#### DATA SUPPLIED ####

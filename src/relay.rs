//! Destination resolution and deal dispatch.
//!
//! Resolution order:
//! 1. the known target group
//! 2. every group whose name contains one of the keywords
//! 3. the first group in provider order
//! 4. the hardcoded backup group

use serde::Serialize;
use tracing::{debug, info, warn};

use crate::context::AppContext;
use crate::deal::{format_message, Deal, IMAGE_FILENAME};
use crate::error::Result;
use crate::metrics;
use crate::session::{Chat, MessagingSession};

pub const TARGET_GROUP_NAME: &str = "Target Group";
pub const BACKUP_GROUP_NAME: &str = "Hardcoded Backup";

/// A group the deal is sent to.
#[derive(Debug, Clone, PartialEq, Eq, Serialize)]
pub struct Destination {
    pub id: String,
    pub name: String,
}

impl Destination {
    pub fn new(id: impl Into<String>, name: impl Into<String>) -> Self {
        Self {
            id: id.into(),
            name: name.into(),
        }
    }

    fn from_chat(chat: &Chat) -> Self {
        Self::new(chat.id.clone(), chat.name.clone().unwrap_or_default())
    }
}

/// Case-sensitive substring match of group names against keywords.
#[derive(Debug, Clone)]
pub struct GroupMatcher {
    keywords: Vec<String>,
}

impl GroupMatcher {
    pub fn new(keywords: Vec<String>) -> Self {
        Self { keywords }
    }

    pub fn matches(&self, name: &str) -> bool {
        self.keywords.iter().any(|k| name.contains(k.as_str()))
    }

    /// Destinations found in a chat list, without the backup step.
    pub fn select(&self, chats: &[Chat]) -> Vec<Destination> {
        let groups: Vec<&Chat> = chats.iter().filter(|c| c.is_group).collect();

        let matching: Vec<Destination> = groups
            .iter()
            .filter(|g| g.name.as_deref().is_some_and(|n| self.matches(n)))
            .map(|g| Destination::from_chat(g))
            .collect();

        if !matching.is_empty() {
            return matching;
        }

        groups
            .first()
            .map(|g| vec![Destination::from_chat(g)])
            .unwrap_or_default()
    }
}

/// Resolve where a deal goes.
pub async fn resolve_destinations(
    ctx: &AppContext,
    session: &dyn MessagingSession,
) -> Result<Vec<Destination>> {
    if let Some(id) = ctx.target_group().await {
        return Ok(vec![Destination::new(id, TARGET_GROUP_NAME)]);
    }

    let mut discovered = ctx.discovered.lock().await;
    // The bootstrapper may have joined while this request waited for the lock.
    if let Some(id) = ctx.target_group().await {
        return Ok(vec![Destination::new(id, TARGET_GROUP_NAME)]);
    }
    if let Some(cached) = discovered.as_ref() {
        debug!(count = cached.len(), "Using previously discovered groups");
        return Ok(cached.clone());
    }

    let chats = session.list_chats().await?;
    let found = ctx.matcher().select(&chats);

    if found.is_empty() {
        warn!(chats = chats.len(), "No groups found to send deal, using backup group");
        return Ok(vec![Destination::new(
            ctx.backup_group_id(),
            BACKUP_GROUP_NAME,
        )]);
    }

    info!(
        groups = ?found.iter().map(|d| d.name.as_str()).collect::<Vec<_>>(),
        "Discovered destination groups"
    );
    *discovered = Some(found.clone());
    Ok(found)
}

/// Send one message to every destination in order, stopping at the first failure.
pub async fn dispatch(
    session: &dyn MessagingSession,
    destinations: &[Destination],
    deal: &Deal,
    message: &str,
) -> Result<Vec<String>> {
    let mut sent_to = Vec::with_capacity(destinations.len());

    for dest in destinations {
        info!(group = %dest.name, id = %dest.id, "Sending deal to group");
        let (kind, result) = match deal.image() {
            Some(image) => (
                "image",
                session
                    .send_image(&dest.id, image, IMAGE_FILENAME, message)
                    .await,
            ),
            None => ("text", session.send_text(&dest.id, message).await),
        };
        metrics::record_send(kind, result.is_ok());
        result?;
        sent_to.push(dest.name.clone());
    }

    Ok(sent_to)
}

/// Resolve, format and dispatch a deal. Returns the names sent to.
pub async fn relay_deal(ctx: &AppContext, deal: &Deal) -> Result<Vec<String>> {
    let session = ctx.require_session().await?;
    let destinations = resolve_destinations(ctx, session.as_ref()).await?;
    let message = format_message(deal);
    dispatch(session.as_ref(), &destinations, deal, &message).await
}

####
#### DATA SUPPLIED ####

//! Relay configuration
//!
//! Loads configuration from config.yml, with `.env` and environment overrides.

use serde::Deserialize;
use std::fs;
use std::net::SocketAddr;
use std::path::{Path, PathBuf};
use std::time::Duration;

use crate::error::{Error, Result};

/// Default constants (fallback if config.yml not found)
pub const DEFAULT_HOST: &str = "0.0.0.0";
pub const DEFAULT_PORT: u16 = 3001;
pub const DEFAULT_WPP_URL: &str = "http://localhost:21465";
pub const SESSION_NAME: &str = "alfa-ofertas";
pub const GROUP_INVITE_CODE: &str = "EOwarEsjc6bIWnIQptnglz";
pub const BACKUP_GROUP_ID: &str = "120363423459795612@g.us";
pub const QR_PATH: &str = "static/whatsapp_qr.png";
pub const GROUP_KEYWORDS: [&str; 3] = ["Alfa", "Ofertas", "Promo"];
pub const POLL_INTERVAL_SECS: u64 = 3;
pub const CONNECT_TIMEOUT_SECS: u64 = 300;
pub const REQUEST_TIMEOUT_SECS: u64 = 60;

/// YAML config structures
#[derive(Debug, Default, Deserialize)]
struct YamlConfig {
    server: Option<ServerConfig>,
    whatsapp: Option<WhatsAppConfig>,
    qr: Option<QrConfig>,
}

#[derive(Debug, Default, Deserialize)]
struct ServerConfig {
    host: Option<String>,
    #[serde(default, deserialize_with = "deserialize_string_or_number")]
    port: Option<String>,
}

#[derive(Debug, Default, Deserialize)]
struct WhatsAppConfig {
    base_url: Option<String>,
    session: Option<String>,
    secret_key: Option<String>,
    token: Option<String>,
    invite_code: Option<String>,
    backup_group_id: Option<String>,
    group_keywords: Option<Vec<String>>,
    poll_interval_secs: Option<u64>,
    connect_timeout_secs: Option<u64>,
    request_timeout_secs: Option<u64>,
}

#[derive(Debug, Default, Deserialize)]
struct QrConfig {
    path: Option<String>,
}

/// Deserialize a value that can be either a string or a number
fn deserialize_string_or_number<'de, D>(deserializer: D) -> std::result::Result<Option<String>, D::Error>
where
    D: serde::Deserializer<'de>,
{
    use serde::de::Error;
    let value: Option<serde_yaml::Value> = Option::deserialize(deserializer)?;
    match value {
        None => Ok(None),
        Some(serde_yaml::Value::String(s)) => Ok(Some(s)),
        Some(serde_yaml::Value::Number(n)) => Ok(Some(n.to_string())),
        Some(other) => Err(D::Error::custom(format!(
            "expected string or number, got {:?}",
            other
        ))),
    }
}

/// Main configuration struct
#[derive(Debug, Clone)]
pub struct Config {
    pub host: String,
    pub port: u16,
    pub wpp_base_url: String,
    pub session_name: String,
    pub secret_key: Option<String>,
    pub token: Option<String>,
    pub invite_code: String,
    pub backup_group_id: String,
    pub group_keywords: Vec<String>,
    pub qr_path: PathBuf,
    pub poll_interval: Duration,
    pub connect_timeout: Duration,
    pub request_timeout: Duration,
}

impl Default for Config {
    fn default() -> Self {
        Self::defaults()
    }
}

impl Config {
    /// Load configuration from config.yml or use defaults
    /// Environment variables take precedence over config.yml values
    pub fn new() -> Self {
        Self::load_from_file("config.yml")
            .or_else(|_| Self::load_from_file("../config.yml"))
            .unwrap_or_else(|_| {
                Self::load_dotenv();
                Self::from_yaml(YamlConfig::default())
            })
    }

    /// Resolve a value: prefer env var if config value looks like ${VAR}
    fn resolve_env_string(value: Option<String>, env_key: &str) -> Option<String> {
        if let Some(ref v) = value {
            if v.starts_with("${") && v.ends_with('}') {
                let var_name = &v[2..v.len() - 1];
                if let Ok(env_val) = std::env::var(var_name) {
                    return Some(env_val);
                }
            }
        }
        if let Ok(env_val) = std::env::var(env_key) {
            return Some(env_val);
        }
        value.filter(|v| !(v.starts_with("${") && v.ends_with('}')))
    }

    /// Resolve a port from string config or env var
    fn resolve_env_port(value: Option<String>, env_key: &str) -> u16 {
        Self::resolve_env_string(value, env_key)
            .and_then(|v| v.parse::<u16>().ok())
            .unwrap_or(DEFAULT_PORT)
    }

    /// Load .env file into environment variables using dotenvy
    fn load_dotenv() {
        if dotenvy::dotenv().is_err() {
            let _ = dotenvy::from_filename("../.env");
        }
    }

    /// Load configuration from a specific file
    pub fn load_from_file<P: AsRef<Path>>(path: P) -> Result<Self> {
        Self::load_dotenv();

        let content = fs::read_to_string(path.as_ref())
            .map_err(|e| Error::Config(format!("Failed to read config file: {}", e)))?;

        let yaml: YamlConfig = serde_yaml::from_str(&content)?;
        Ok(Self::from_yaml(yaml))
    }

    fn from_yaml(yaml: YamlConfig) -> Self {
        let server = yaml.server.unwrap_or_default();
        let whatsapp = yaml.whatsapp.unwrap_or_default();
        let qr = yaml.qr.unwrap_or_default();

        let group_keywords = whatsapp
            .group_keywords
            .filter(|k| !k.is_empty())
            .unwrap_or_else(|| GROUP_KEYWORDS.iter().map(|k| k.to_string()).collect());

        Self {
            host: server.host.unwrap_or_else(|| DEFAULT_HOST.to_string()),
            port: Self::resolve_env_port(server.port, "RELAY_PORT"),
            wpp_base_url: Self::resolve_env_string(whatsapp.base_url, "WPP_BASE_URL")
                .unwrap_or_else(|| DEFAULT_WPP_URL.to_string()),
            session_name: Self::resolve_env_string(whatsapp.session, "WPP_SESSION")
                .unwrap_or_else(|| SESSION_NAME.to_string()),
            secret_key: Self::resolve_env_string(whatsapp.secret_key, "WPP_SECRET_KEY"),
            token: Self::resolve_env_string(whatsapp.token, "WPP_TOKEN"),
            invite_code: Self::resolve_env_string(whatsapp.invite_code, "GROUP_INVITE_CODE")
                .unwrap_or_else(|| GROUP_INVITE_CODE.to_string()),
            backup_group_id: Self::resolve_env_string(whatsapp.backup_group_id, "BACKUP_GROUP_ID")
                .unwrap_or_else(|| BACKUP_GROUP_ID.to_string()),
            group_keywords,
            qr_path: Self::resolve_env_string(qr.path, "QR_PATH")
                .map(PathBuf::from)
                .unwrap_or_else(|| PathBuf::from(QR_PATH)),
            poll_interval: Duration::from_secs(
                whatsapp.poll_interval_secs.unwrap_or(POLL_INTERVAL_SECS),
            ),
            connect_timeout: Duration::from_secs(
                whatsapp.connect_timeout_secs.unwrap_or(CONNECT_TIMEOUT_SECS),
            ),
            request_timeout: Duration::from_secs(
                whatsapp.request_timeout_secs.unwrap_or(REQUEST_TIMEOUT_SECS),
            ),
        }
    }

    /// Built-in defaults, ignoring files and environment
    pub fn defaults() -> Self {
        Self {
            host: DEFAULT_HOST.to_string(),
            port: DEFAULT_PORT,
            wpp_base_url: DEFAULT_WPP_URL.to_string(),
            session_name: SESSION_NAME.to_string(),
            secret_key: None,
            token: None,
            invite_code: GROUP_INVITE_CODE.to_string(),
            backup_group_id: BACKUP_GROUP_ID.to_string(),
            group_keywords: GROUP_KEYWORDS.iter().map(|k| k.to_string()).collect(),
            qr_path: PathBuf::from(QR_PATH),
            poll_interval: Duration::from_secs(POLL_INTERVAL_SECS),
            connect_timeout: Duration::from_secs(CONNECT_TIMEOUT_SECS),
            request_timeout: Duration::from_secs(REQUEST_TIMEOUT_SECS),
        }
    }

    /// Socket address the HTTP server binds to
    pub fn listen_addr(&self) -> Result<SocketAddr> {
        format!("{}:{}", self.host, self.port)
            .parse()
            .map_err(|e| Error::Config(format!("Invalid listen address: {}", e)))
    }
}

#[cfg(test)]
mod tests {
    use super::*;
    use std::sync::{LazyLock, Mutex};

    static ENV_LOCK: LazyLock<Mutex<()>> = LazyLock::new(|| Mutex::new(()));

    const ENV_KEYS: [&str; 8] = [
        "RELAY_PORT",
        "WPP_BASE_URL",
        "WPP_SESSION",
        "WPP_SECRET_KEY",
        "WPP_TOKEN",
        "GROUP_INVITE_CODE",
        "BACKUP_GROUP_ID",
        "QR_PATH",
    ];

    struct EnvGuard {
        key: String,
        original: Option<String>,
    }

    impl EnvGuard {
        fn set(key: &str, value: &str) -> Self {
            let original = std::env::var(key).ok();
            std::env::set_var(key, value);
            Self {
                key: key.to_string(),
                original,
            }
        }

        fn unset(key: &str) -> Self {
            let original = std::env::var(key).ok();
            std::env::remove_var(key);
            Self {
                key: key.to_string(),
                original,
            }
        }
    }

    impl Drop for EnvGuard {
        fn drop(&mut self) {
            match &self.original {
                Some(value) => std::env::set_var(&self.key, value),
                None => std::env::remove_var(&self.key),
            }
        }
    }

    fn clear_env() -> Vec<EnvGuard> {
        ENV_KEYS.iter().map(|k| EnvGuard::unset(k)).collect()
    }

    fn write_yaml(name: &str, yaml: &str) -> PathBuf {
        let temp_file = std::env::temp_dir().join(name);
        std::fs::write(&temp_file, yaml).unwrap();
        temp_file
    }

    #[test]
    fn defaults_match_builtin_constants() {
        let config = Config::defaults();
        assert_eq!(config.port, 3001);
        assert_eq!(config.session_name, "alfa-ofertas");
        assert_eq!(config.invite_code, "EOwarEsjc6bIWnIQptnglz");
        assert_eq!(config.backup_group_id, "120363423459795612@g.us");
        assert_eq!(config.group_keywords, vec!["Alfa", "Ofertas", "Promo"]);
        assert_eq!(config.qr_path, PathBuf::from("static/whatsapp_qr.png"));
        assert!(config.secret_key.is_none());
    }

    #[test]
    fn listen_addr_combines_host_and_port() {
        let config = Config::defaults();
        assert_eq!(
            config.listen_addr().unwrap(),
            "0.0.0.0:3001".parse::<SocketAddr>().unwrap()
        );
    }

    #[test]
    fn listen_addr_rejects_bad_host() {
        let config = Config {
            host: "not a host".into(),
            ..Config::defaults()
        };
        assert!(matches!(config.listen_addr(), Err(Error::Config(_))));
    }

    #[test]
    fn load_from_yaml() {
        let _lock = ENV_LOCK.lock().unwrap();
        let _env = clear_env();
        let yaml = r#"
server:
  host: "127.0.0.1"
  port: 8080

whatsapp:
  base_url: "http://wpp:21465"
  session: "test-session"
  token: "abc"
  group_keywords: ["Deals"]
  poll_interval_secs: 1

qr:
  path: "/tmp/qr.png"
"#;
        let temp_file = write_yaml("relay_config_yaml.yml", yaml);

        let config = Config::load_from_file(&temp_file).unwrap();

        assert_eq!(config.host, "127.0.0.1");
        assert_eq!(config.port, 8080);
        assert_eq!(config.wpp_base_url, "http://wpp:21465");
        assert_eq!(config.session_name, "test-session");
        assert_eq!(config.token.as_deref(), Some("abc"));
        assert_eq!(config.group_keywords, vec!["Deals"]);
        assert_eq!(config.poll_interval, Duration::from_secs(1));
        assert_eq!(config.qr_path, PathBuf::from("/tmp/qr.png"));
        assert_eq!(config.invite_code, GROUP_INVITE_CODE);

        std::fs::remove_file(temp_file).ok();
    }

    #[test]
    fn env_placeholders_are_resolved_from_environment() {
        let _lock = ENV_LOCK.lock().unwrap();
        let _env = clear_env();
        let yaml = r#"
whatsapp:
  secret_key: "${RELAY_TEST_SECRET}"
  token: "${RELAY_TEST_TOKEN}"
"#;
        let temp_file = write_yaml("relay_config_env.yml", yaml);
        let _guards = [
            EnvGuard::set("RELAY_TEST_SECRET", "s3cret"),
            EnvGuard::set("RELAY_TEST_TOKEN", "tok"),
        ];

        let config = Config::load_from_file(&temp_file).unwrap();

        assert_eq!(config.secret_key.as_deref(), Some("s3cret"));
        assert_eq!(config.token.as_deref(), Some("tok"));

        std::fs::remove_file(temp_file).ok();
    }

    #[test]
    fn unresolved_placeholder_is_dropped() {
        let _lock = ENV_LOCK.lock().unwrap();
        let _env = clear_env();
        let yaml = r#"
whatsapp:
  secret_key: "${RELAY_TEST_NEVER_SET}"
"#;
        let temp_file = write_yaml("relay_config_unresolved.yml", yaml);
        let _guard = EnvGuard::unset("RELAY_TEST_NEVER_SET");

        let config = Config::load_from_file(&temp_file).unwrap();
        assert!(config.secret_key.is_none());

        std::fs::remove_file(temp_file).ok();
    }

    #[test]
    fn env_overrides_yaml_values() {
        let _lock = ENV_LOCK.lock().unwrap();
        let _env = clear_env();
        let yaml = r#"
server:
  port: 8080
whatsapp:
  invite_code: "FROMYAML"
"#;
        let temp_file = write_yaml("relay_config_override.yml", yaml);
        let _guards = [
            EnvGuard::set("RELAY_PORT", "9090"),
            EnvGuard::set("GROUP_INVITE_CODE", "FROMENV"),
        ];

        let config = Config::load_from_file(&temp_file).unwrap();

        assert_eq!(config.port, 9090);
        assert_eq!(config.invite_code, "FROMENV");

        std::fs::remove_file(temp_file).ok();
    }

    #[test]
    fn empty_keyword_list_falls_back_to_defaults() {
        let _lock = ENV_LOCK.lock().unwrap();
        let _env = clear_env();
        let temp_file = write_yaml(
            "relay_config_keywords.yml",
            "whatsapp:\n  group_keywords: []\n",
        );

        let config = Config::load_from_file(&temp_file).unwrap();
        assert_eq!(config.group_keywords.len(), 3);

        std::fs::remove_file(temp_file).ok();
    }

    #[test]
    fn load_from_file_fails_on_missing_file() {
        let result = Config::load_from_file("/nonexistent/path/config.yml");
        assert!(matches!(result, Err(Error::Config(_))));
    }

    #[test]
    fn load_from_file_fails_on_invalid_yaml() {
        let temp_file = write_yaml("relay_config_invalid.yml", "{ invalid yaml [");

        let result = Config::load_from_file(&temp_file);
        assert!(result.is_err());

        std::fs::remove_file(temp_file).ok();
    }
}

####
#### DATA SUPPLIED ####

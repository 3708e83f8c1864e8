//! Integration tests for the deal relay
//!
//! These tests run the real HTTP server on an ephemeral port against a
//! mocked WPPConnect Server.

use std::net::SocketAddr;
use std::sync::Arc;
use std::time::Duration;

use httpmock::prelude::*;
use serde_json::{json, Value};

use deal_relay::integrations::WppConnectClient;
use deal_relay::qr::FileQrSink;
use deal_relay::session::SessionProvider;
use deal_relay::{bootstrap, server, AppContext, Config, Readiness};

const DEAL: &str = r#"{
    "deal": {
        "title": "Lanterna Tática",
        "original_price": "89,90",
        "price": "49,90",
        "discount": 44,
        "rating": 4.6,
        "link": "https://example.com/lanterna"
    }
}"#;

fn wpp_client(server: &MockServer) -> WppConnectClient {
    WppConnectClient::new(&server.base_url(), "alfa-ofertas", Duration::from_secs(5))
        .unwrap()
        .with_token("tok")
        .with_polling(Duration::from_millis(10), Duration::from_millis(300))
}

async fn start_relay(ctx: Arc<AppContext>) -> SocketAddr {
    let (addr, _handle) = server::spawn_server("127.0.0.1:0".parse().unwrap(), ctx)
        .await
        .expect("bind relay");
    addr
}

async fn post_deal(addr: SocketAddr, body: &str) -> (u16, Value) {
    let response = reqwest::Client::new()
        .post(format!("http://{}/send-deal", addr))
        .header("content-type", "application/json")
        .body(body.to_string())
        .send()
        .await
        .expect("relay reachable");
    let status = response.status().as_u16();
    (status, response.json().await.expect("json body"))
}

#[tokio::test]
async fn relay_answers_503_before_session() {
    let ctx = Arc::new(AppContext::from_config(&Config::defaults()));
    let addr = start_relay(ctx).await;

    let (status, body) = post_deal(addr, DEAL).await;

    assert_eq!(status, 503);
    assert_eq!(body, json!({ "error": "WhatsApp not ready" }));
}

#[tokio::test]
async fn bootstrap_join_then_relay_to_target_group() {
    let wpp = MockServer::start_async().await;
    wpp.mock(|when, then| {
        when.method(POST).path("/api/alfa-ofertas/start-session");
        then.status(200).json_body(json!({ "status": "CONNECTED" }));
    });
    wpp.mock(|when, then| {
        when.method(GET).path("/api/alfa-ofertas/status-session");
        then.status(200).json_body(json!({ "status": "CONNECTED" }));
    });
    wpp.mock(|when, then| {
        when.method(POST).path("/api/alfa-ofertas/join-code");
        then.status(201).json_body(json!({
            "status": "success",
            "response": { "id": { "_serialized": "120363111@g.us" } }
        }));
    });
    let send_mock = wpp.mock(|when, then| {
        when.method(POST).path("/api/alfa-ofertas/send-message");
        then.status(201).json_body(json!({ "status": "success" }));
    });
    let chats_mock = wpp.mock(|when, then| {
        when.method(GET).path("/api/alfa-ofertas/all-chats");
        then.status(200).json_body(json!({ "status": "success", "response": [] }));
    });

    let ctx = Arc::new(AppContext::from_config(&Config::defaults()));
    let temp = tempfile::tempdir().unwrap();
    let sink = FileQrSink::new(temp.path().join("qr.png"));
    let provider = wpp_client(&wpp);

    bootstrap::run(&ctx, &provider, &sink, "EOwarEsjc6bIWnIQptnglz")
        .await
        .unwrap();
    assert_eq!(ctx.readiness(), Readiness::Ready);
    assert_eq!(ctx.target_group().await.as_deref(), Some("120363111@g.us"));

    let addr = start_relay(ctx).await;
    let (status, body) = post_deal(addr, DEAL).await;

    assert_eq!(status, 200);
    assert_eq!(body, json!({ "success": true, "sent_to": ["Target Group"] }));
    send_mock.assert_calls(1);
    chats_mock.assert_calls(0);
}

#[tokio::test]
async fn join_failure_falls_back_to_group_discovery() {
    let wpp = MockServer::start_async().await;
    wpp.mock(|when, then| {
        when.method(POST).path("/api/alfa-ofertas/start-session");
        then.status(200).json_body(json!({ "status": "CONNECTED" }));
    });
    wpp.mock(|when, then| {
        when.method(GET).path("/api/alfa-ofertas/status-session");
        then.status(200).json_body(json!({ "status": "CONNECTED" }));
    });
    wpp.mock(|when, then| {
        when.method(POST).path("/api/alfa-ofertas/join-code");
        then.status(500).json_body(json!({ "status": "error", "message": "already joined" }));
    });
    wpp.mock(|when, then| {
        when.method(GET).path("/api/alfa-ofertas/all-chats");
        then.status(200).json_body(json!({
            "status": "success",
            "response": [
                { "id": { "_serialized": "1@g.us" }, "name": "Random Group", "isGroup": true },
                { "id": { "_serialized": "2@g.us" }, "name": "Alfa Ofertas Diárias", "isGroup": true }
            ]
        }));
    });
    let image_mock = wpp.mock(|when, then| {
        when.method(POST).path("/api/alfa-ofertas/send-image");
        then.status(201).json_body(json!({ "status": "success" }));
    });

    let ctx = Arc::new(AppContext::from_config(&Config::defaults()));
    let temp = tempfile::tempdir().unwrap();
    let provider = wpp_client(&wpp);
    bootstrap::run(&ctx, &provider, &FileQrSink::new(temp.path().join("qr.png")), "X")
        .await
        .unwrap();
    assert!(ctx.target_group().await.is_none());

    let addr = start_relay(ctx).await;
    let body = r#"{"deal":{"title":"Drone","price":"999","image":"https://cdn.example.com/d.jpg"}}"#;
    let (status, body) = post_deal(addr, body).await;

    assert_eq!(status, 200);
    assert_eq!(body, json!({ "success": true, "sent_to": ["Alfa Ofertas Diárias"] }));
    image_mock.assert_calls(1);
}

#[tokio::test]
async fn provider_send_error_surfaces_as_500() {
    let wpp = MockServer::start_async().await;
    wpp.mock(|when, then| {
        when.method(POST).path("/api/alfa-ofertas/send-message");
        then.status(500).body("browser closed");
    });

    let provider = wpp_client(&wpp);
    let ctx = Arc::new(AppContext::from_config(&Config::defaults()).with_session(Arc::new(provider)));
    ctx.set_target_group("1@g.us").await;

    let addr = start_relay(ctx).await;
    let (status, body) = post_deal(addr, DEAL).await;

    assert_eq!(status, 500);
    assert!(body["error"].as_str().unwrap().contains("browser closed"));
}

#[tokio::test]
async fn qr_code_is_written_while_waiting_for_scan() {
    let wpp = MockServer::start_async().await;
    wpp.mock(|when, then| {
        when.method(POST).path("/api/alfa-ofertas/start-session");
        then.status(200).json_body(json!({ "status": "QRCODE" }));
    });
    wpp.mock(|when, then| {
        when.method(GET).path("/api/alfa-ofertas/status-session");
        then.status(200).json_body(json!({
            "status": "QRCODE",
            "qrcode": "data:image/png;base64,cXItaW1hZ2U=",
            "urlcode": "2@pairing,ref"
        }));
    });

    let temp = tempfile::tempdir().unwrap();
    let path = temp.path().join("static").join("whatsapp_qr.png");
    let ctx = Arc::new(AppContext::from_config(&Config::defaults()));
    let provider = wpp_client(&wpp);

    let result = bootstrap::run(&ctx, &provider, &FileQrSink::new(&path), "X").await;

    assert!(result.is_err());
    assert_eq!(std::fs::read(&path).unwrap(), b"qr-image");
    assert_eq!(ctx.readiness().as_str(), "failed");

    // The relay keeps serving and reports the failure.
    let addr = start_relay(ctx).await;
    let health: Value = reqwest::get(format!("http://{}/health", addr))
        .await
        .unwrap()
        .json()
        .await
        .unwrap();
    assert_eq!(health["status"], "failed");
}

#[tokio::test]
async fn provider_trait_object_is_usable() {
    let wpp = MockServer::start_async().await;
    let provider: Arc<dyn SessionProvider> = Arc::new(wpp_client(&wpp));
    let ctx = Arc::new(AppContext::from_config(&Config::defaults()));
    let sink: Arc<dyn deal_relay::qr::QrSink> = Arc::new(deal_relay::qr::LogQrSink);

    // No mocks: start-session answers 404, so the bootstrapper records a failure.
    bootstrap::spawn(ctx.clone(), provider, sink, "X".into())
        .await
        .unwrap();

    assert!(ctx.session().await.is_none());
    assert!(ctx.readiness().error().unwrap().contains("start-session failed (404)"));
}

####

- **AIM OF THE TASK**
Only the lines with "other" are needed; find them in the records and copy each one.

- **ANSWER BOX**
        Some(other) => Err(D::Error::custom(format!(
            other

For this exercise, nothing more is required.